|Monday, 19 November 2012|
INTEROIL is expecting to conclude the sale of an operating interest in its proposed half stake of the Elk-Antelope field in Papua New Guinea in the “coming weeks”.
|Gas flare at Elk-4|
According to a recent cabinet statement, the government intends to buy an additional 27.5% stake in the Elk-Antelope field from InterOil, which underpins the Gulf LNG project, to increase its share to 50% of the gas resource.
How the government decides to monetise half of this gas resource is not yet known.
InterOil has long flagged introducing modular LNG and floating LNG technology for the Gulf LNG project, yet the development model used for its proposed half of the Elk-Antelope field is also subject to the government-approved world recognised LNG operator it is required to bring in.

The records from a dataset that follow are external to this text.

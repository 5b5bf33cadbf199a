//! Shared HTTP adapter state.
//!
//! HTTP handlers accept this state via `actix_web::web::Data` so they only
//! depend on the dispatcher and remain testable without I/O.

use std::time::Duration;

use crate::domain::{Dispatcher, RequestContext, TraceId};

/// Deadline used when none is configured.
pub const DEFAULT_REQUEST_TIMEOUT: Duration = Duration::from_secs(30);

/// Dependency bundle for HTTP handlers.
#[derive(Clone, Debug)]
pub struct HttpState {
    pub dispatcher: Dispatcher,
    pub request_timeout: Duration,
}

impl HttpState {
    /// State dispatching through `dispatcher` with the default deadline.
    ///
    /// # Examples
    /// ```
    /// use recipe_backend::domain::DispatcherBuilder;
    /// use recipe_backend::inbound::http::state::HttpState;
    ///
    /// let state = HttpState::new(DispatcherBuilder::new().build());
    /// assert!(state.dispatcher.is_empty());
    /// ```
    pub fn new(dispatcher: Dispatcher) -> Self {
        Self {
            dispatcher,
            request_timeout: DEFAULT_REQUEST_TIMEOUT,
        }
    }

    /// Replace the per-request deadline.
    #[must_use]
    pub fn with_request_timeout(mut self, timeout: Duration) -> Self {
        self.request_timeout = timeout;
        self
    }

    /// Context for one request: the configured deadline plus the trace
    /// identifier assigned by the trace middleware.
    pub fn request_context(&self) -> RequestContext {
        let ctx = RequestContext::new().with_timeout(self.request_timeout);
        match TraceId::current() {
            Some(trace_id) => ctx.with_trace_id(trace_id),
            None => ctx,
        }
    }
}

#[cfg(test)]
mod tests {
    use super::*;
    use crate::domain::DispatcherBuilder;
    use rstest::rstest;

    #[rstest]
    #[tokio::test]
    async fn request_context_applies_configured_timeout() {
        let state = HttpState::new(DispatcherBuilder::new().build())
            .with_request_timeout(Duration::from_secs(5));
        assert!(state.request_context().deadline().is_some());
    }

    #[rstest]
    #[tokio::test]
    async fn huge_timeout_yields_context_without_deadline() {
        let state = HttpState::new(DispatcherBuilder::new().build())
            .with_request_timeout(Duration::from_secs(u64::MAX));
        assert_eq!(state.request_context().deadline(), None);
    }
}
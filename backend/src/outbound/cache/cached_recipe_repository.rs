//! Cache-aside decorator for any [`RecipeRepository`].
//!
//! Reads check the cache first and fill it on a miss. Successful writes drop
//! the list entry and the recipe's own entry; `add` also stores the new
//! recipe under its key. The cache is best-effort: every cache failure is
//! logged at warn level and the call continues against the repository.

use std::sync::Arc;

use async_trait::async_trait;
use serde::Serialize;
use serde::de::DeserializeOwned;
use tracing::{debug, warn};

use crate::domain::ports::{
    CachePolicy, RecipeCache, RecipeCacheKey, RecipeRepository, RecipeRepositoryError,
};
use crate::domain::{Recipe, RecipeId, RecipePayload, RequestContext};

/// Repository decorator serving reads from a [`RecipeCache`].
pub struct CachedRecipeRepository<R: ?Sized, C: ?Sized> {
    inner: Arc<R>,
    cache: Arc<C>,
    policy: CachePolicy,
}

impl<R: ?Sized, C: ?Sized> CachedRecipeRepository<R, C> {
    /// Wrap `inner`, caching reads in `cache` under `policy`.
    pub fn new(inner: Arc<R>, cache: Arc<C>, policy: CachePolicy) -> Self {
        Self {
            inner,
            cache,
            policy,
        }
    }

    /// Policy applied to every cache write.
    pub fn policy(&self) -> CachePolicy {
        self.policy
    }
}

impl<R, C> CachedRecipeRepository<R, C>
where
    R: RecipeRepository + ?Sized,
    C: RecipeCache + ?Sized,
{
    async fn read<T: DeserializeOwned>(&self, key: &RecipeCacheKey) -> Option<T> {
        let value = match self.cache.get(key).await {
            Ok(Some(value)) => value,
            Ok(None) => {
                debug!(%key, "recipe cache miss");
                return None;
            }
            Err(error) => {
                warn!(%key, %error, "failed to read cache for {key}");
                return None;
            }
        };

        match serde_json::from_value(value) {
            Ok(decoded) => {
                debug!(%key, "recipe cache hit");
                Some(decoded)
            }
            Err(error) => {
                warn!(%key, %error, "discarding undecodable cache entry for {key}");
                self.invalidate(key).await;
                None
            }
        }
    }

    async fn write<T: Serialize>(&self, key: &RecipeCacheKey, value: &T) {
        let encoded = match serde_json::to_value(value) {
            Ok(encoded) => encoded,
            Err(error) => {
                warn!(%key, %error, "failed to encode cache entry for {key}");
                return;
            }
        };
        if let Err(error) = self.cache.set(key, encoded, self.policy).await {
            warn!(%key, %error, "failed to set cache for {key}");
        }
    }

    async fn invalidate(&self, key: &RecipeCacheKey) {
        if let Err(error) = self.cache.remove(key).await {
            warn!(%key, %error, "failed to remove cache for {key}");
        }
    }

    async fn invalidate_recipe(&self, id: &RecipeId) {
        self.invalidate(&RecipeCacheKey::all()).await;
        self.invalidate(&RecipeCacheKey::for_recipe(id)).await;
    }
}

fn restore_all(payloads: Vec<RecipePayload>) -> Option<Vec<Recipe>> {
    payloads
        .into_iter()
        .map(Recipe::try_from)
        .collect::<Result<Vec<_>, _>>()
        .ok()
}

#[async_trait]
impl<R, C> RecipeRepository for CachedRecipeRepository<R, C>
where
    R: RecipeRepository + ?Sized,
    C: RecipeCache + ?Sized,
{
    async fn get_all(&self, ctx: &RequestContext) -> Result<Vec<Recipe>, RecipeRepositoryError> {
        let key = RecipeCacheKey::all();
        if let Some(recipes) = self
            .read::<Vec<RecipePayload>>(&key)
            .await
            .and_then(restore_all)
        {
            return Ok(recipes);
        }

        let recipes = self.inner.get_all(ctx).await?;
        let payloads: Vec<RecipePayload> = recipes.iter().map(RecipePayload::from).collect();
        self.write(&key, &payloads).await;
        Ok(recipes)
    }

    async fn get_by_id(
        &self,
        ctx: &RequestContext,
        id: &RecipeId,
    ) -> Result<Recipe, RecipeRepositoryError> {
        let key = RecipeCacheKey::for_recipe(id);
        if let Some(recipe) = self
            .read::<RecipePayload>(&key)
            .await
            .and_then(|payload| Recipe::try_from(payload).ok())
            .filter(|recipe| recipe.id() == id)
        {
            return Ok(recipe);
        }

        let recipe = self.inner.get_by_id(ctx, id).await?;
        self.write(&key, &RecipePayload::from(&recipe)).await;
        Ok(recipe)
    }

    async fn add(&self, ctx: &RequestContext, recipe: &Recipe) -> Result<(), RecipeRepositoryError> {
        self.inner.add(ctx, recipe).await?;
        self.invalidate(&RecipeCacheKey::all()).await;
        self.write(&RecipeCacheKey::for_recipe(recipe.id()), &RecipePayload::from(recipe))
            .await;
        Ok(())
    }

    async fn update(
        &self,
        ctx: &RequestContext,
        recipe: &Recipe,
    ) -> Result<(), RecipeRepositoryError> {
        self.inner.update(ctx, recipe).await?;
        self.invalidate_recipe(recipe.id()).await;
        Ok(())
    }

    async fn delete(
        &self,
        ctx: &RequestContext,
        recipe: &Recipe,
    ) -> Result<(), RecipeRepositoryError> {
        self.inner.delete(ctx, recipe).await?;
        self.invalidate_recipe(recipe.id()).await;
        Ok(())
    }
}

#[cfg(test)]
#[path = "cached_recipe_repository_tests.rs"]
mod tests;
//! HTTP adapter mapping for domain failures.
//!
//! Purpose: keep the domain error model HTTP-agnostic while allowing Actix
//! handlers to turn failures into problem payloads and status codes.
//!
//! Server faults (5xx) are redacted to their first message, which the domain
//! always sets to a generic description; the detail stays in the logs.

use actix_web::{HttpResponse, ResponseError, http::StatusCode};
use serde::{Deserialize, Serialize};
use tracing::error;
use utoipa::ToSchema;

use crate::domain::{DispatchError, Error, ErrorCode, Failure, TRACE_ID_HEADER};

/// Convenient result alias for HTTP handlers.
pub type ApiResult<T> = Result<T, Failure>;

/// One entry of a multi-error problem payload.
#[derive(Debug, Clone, PartialEq, Eq, Serialize, Deserialize, ToSchema)]
pub struct ProblemEntry {
    /// Request field the error refers to.
    #[serde(default, skip_serializing_if = "Option::is_none")]
    #[schema(example = "title")]
    pub field: Option<String>,
    /// Human-readable message.
    #[schema(example = "Title is required")]
    pub detail: String,
}

/// Problem payload returned for every failed request.
#[derive(Debug, Clone, PartialEq, Eq, Serialize, Deserialize, ToSchema)]
#[serde(rename_all = "camelCase")]
pub struct ProblemDetails {
    /// Short summary of the failure class.
    #[schema(example = "Validation failed")]
    pub title: String,
    /// Message of the first error.
    #[schema(example = "Title is required")]
    pub detail: String,
    /// HTTP status code.
    #[schema(example = 422)]
    pub status: u16,
    /// Field tag of the first error.
    #[serde(default, skip_serializing_if = "Option::is_none")]
    pub field: Option<String>,
    /// Every error, present when more than one was reported.
    #[serde(default, skip_serializing_if = "Option::is_none")]
    pub errors: Option<Vec<ProblemEntry>>,
    /// Correlation identifier, also sent in the `trace-id` header.
    #[serde(default, skip_serializing_if = "Option::is_none")]
    pub trace_id: Option<String>,
}

fn title_for(code: ErrorCode) -> &'static str {
    match code {
        ErrorCode::InvalidRequest => "Bad request",
        ErrorCode::NotFound => "Resource not found",
        ErrorCode::ValidationFailed => "Validation failed",
        ErrorCode::ServiceUnavailable => "Service unavailable",
        ErrorCode::InternalError => "Internal server error",
    }
}

fn status_for(code: ErrorCode) -> StatusCode {
    StatusCode::from_u16(code.status()).unwrap_or(StatusCode::INTERNAL_SERVER_ERROR)
}

fn entry(error: &Error) -> ProblemEntry {
    ProblemEntry {
        field: error.field().map(str::to_owned),
        detail: error.message().to_owned(),
    }
}

impl From<&Failure> for ProblemDetails {
    fn from(failure: &Failure) -> Self {
        let primary = failure.primary();
        let code = failure.code();
        let redact = code.is_server_fault();
        let errors = (!redact && failure.errors().len() > 1)
            .then(|| failure.errors().iter().map(entry).collect());
        Self {
            title: title_for(code).to_owned(),
            detail: primary.message().to_owned(),
            status: code.status(),
            field: if redact {
                None
            } else {
                primary.field().map(str::to_owned)
            },
            errors,
            trace_id: failure.trace_id().map(str::to_owned),
        }
    }
}

impl ResponseError for Failure {
    fn status_code(&self) -> StatusCode {
        status_for(self.code())
    }

    fn error_response(&self) -> HttpResponse {
        if self.code().is_server_fault() {
            error!(
                status = self.status(),
                trace_id = self.trace_id().unwrap_or_default(),
                failure = %self,
                "request failed"
            );
        }
        let mut builder = HttpResponse::build(self.status_code());
        if let Some(id) = self.trace_id() {
            builder.insert_header((TRACE_ID_HEADER, id.to_owned()));
        }
        builder
            .content_type("application/problem+json")
            .json(ProblemDetails::from(self))
    }
}

impl From<DispatchError> for Failure {
    fn from(err: DispatchError) -> Self {
        match err {
            DispatchError::Cancelled { .. } | DispatchError::TimedOut { .. } => {
                Failure::unavailable("The request did not complete in time", err)
            }
            DispatchError::MissingHandler { .. } | DispatchError::DuplicateHandler { .. } => {
                Failure::unexpected("Internal server error", err)
            }
        }
    }
}

impl From<actix_web::Error> for Failure {
    fn from(err: actix_web::Error) -> Self {
        // Do not leak implementation details to clients.
        error!(error = %err, "actix error promoted to domain failure");
        Failure::new(Error::internal("Internal server error"))
    }
}
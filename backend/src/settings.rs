//! Application settings loaded via OrthoConfig.
//!
//! Values come from CLI flags, `RECIPES_*` environment variables and
//! configuration files. Every field is optional; accessors fall back to the
//! defaults below and [`AppSettings::validate`] rejects unusable values
//! before the server starts.

use std::net::SocketAddr;
use std::time::Duration;

use ortho_config::OrthoConfig;
use serde::Deserialize;

use crate::domain::ports::CachePolicy;
use crate::outbound::persistence::PoolConfig;

const DEFAULT_BIND_ADDR: &str = "0.0.0.0:8080";
const DEFAULT_DB_MAX_CONNECTIONS: u32 = 10;
const DEFAULT_CACHE_EXPIRATION_SECS: u64 = 600;
const DEFAULT_CACHE_SLIDING_SECS: u64 = 300;
const DEFAULT_CACHE_PURGE_INTERVAL_SECS: u64 = 60;
const DEFAULT_REQUEST_TIMEOUT_SECS: u64 = 30;

/// Errors raised when settings cannot be turned into a runnable server.
#[derive(Debug, Clone, PartialEq, Eq, thiserror::Error)]
pub enum SettingsError {
    /// The bind address is not a `host:port` socket address.
    #[error("invalid bind address {value:?}: {message}")]
    InvalidBindAddr { value: String, message: String },
    /// A duration setting that must be positive was zero.
    #[error("{name} must be greater than zero")]
    ZeroDuration { name: &'static str },
    /// The sliding window outlives the absolute expiry.
    #[error("cache_sliding_secs ({sliding}) must not exceed cache_expiration_secs ({absolute})")]
    SlidingExceedsAbsolute { sliding: u64, absolute: u64 },
    /// The database pool would hold no connections.
    #[error("db_max_connections must be at least 1")]
    EmptyPool,
}

/// Runtime configuration for the recipe service.
#[derive(Debug, Clone, Deserialize, OrthoConfig)]
#[ortho_config(prefix = "RECIPES")]
pub struct AppSettings {
    /// Socket address the HTTP server binds to.
    pub bind_addr: Option<String>,
    /// PostgreSQL connection URL. Without one recipes live in memory.
    pub database_url: Option<String>,
    /// Maximum pooled database connections.
    pub db_max_connections: Option<u32>,
    /// Absolute cache lifetime in seconds.
    pub cache_expiration_secs: Option<u64>,
    /// Sliding cache window in seconds; zero disables sliding expiry.
    pub cache_sliding_secs: Option<u64>,
    /// Seconds between sweeps of expired cache entries.
    pub cache_purge_interval_secs: Option<u64>,
    /// Deadline attached to every dispatched request, in seconds.
    pub request_timeout_secs: Option<u64>,
}

impl AppSettings {
    /// Configured bind address, parsed.
    ///
    /// # Errors
    /// Returns [`SettingsError::InvalidBindAddr`] when the value does not
    /// parse as a socket address.
    pub fn bind_addr(&self) -> Result<SocketAddr, SettingsError> {
        let raw = self.bind_addr.as_deref().unwrap_or(DEFAULT_BIND_ADDR);
        raw.parse().map_err(|err: std::net::AddrParseError| {
            SettingsError::InvalidBindAddr {
                value: raw.to_owned(),
                message: err.to_string(),
            }
        })
    }

    /// Database URL, ignoring blank values.
    pub fn database_url(&self) -> Option<&str> {
        self.database_url
            .as_deref()
            .map(str::trim)
            .filter(|url| !url.is_empty())
    }

    /// Pool settings for the configured database, if any.
    pub fn pool_config(&self) -> Option<PoolConfig> {
        let max_size = self
            .db_max_connections
            .unwrap_or(DEFAULT_DB_MAX_CONNECTIONS);
        self.database_url()
            .map(|url| PoolConfig::new(url).with_max_size(max_size))
    }

    /// Cache policy applied to every cached recipe read.
    pub fn cache_policy(&self) -> CachePolicy {
        let absolute = self
            .cache_expiration_secs
            .unwrap_or(DEFAULT_CACHE_EXPIRATION_SECS);
        let sliding = self
            .cache_sliding_secs
            .unwrap_or(DEFAULT_CACHE_SLIDING_SECS);
        CachePolicy::new(
            Duration::from_secs(absolute),
            (sliding > 0).then(|| Duration::from_secs(sliding)),
        )
    }

    /// Interval between cache purge sweeps.
    pub fn cache_purge_interval(&self) -> Duration {
        Duration::from_secs(
            self.cache_purge_interval_secs
                .unwrap_or(DEFAULT_CACHE_PURGE_INTERVAL_SECS),
        )
    }

    /// Deadline applied to each request.
    pub fn request_timeout(&self) -> Duration {
        Duration::from_secs(
            self.request_timeout_secs
                .unwrap_or(DEFAULT_REQUEST_TIMEOUT_SECS),
        )
    }

    /// Reject settings the server cannot run with.
    ///
    /// # Errors
    /// Returns the first problem found.
    pub fn validate(&self) -> Result<(), SettingsError> {
        self.bind_addr()?;
        if self.db_max_connections == Some(0) {
            return Err(SettingsError::EmptyPool);
        }
        for (name, value) in [
            ("cache_expiration_secs", self.cache_expiration_secs),
            ("cache_purge_interval_secs", self.cache_purge_interval_secs),
            ("request_timeout_secs", self.request_timeout_secs),
        ] {
            if value == Some(0) {
                return Err(SettingsError::ZeroDuration { name });
            }
        }
        let policy = self.cache_policy();
        if let Some(sliding) = policy.sliding() {
            if sliding > policy.absolute() {
                return Err(SettingsError::SlidingExceedsAbsolute {
                    sliding: sliding.as_secs(),
                    absolute: policy.absolute().as_secs(),
                });
            }
        }
        Ok(())
    }
}
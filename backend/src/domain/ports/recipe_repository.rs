//! Port for recipe persistence.

use async_trait::async_trait;

use crate::domain::{Recipe, RecipeId, RequestContext};

use super::define_port_error;

define_port_error! {
    /// Errors raised by recipe repository adapters.
    pub enum RecipeRepositoryError {
        /// No recipe exists with the given identifier.
        NotFound { id: RecipeId } =>
            "Recipe with ID {id} was not found",
        /// Repository connection could not be established.
        Connection { message: String } =>
            "recipe repository connection failed: {message}",
        /// Query or mutation failed during execution.
        Query { message: String } =>
            "recipe repository query failed: {message}",
        /// The request context was cancelled or its deadline passed.
        Cancelled =>
            "recipe repository call was cancelled",
    }
}

/// Port for reading and writing recipes.
///
/// Implementations must abort work when `ctx` is cancelled and report
/// [`RecipeRepositoryError::Cancelled`].
#[cfg_attr(test, mockall::automock)]
#[async_trait]
pub trait RecipeRepository: Send + Sync {
    /// Every stored recipe.
    async fn get_all(&self, ctx: &RequestContext) -> Result<Vec<Recipe>, RecipeRepositoryError>;

    /// The recipe with `id`, or [`RecipeRepositoryError::NotFound`].
    async fn get_by_id(
        &self,
        ctx: &RequestContext,
        id: &RecipeId,
    ) -> Result<Recipe, RecipeRepositoryError>;

    /// Store a new recipe.
    async fn add(&self, ctx: &RequestContext, recipe: &Recipe) -> Result<(), RecipeRepositoryError>;

    /// Overwrite an existing recipe.
    async fn update(
        &self,
        ctx: &RequestContext,
        recipe: &Recipe,
    ) -> Result<(), RecipeRepositoryError>;

    /// Remove an existing recipe.
    async fn delete(
        &self,
        ctx: &RequestContext,
        recipe: &Recipe,
    ) -> Result<(), RecipeRepositoryError>;
}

“Now that the government’s position has been clarified, InterOil anticipates being able to conclude an agreement for a sale of an interest in the Elk and Antelope resource in Petroleum Retention Licence 15 and the first 3.8 million tonnes per annum Gulf LNG Train to a partner or partners in the coming weeks,” InterOil said on Friday.
“Major oil companies, national oil companies, and Asian utilities have been actively engaged in the process.”
In regards to the Asian utilities, InterOil said the government intended to take its entitlement to gas from the project “in kind”, where it would be “used in part in domestic power generation and natural gas related industries”.
At least two supermajors have been involved in the bidding processes for an operating stake of Gulf LNG so far, and these parties could separately host talks with the government over its flagged half share of the Elk-Antelope field.